WORK REQUEST ▸ Copy out all the entries word for word.

(STUDY MATERIAL begins)

/**
 * Bearer Tokens
 *
 * JWT creation and verification for the identity collaborator. Claims
 * carry the stable identity id plus the optional email/display-name
 * hints that username provisioning consumes.
 */

use jsonwebtoken::{decode, encode, DecodingKey, EncodingKey, Header, Validation};
use serde::{Deserialize, Serialize};
use std::time::{SystemTime, UNIX_EPOCH};

/// Token lifetime: 30 days.
const TOKEN_TTL_SECS: u64 = 30 * 24 * 60 * 60;

/// JWT claims structure
#[derive(Debug, Serialize, Deserialize)]
pub struct Claims {
    /// Stable identity id
    pub sub: String,
    /// Email hint for username provisioning
    #[serde(default)]
    pub email: Option<String>,
    /// Display-name hint for username provisioning
    #[serde(default)]
    pub name: Option<String>,
    /// Expiration time (Unix timestamp)
    pub exp: u64,
    /// Issued at time (Unix timestamp)
    pub iat: u64,
}

/// The verified caller: stable id plus provisioning hints.
#[derive(Debug, Clone)]
pub struct CallerIdentity {
    pub id: String,
    pub email: Option<String>,
    pub display_name: Option<String>,
}

impl From<Claims> for CallerIdentity {
    fn from(claims: Claims) -> Self {
        Self {
            id: claims.sub,
            email: claims.email,
            display_name: claims.name,
        }
    }
}

/// Signs and verifies bearer tokens with a shared HS256 secret taken
/// from configuration at startup.
#[derive(Clone)]
pub struct TokenAuthority {
    secret: String,
}

impl TokenAuthority {
    pub fn new(secret: impl Into<String>) -> Self {
        Self {
            secret: secret.into(),
        }
    }

    /// Mint a token for an identity.
    pub fn create_token(
        &self,
        id: &str,
        email: Option<String>,
        name: Option<String>,
    ) -> Result<String, jsonwebtoken::errors::Error> {
        let now = SystemTime::now()
            .duration_since(UNIX_EPOCH)
            .unwrap_or_default()
            .as_secs();

        let claims = Claims {
            sub: id.to_string(),
            email,
            name,
            exp: now + TOKEN_TTL_SECS,
            iat: now,
        };

        let key = EncodingKey::from_secret(self.secret.as_ref());
        encode(&Header::default(), &claims, &key)
    }

    /// Verify and decode a token.
    pub fn verify_token(&self, token: &str) -> Result<Claims, jsonwebtoken::errors::Error> {
        let key = DecodingKey::from_secret(self.secret.as_ref());
        let token_data = decode::<Claims>(token, &key, &Validation::default())?;
        Ok(token_data.claims)
    }
}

(STUDY MATERIAL ends)

SOLUTION FOR THIS EXERCISE ▸
/**
 * Bearer Tokens
 *
 * JWT creation and verification for the identity collaborator. Claims
 * carry the stable identity id plus the optional email/display-name
 * hints that username provisioning consumes.
 */

use jsonwebtoken::{decode, encode, DecodingKey, EncodingKey, Header, Validation};
use serde::{Deserialize, Serialize};
use std::time::{SystemTime, UNIX_EPOCH};

/// Token lifetime: 30 days.
const TOKEN_TTL_SECS: u64 = 30 * 24 * 60 * 60;

/// JWT claims structure
#[derive(Debug, Serialize, Deserialize)]
pub struct Claims {
    /// Stable identity id
    pub sub: String,
    /// Email hint for username provisioning
    #[serde(default)]
    pub email: Option<String>,
    /// Display-name hint for username provisioning
    #[serde(default)]
    pub name: Option<String>,
    /// Expiration time (Unix timestamp)
    pub exp: u64,
    /// Issued at time (Unix timestamp)
    pub iat: u64,
}

/// The verified caller: stable id plus provisioning hints.
#[derive(Debug, Clone)]
pub struct CallerIdentity {
    pub id: String,
    pub email: Option<String>,
    pub display_name: Option<String>,
}

impl From<Claims> for CallerIdentity {
    fn from(claims: Claims) -> Self {
        Self {
            id: claims.sub,
            email: claims.email,
            display_name: claims.name,
        }
    }
}

/// Signs and verifies bearer tokens with a shared HS256 secret taken
/// from configuration at startup.
#[derive(Clone)]
pub struct TokenAuthority {
    secret: String,
}

impl TokenAuthority {
    pub fn new(secret: impl Into<String>) -> Self {
        Self {
            secret: secret.into(),
        }
    }

    /// Mint a token for an identity.
    pub fn create_token(
        &self,
        id: &str,
        email: Option<String>,
        name: Option<String>,
    ) -> Result<String, jsonwebtoken::errors::Error> {
        let now = SystemTime::now()
            .duration_since(UNIX_EPOCH)
            .unwrap_or_default()
            .as_secs();

        let claims = Claims {
            sub: id.to_string(),
            email,
            name,
            exp: now + TOKEN_TTL_SECS,
            iat: now,
        };

        let key = EncodingKey::from_secret(self.secret.as_ref());
        encode(&Header::default(), &claims, &key)
    }

    /// Verify and decode a token.
    pub fn verify_token(&self, token: &str) -> Result<Claims, jsonwebtoken::errors::Error> {
        let key = DecodingKey::from_secret(self.secret.as_ref());
        let token_data = decode::<Claims>(token, &key, &Validation::default())?;
        Ok(token_data.claims)
    }
}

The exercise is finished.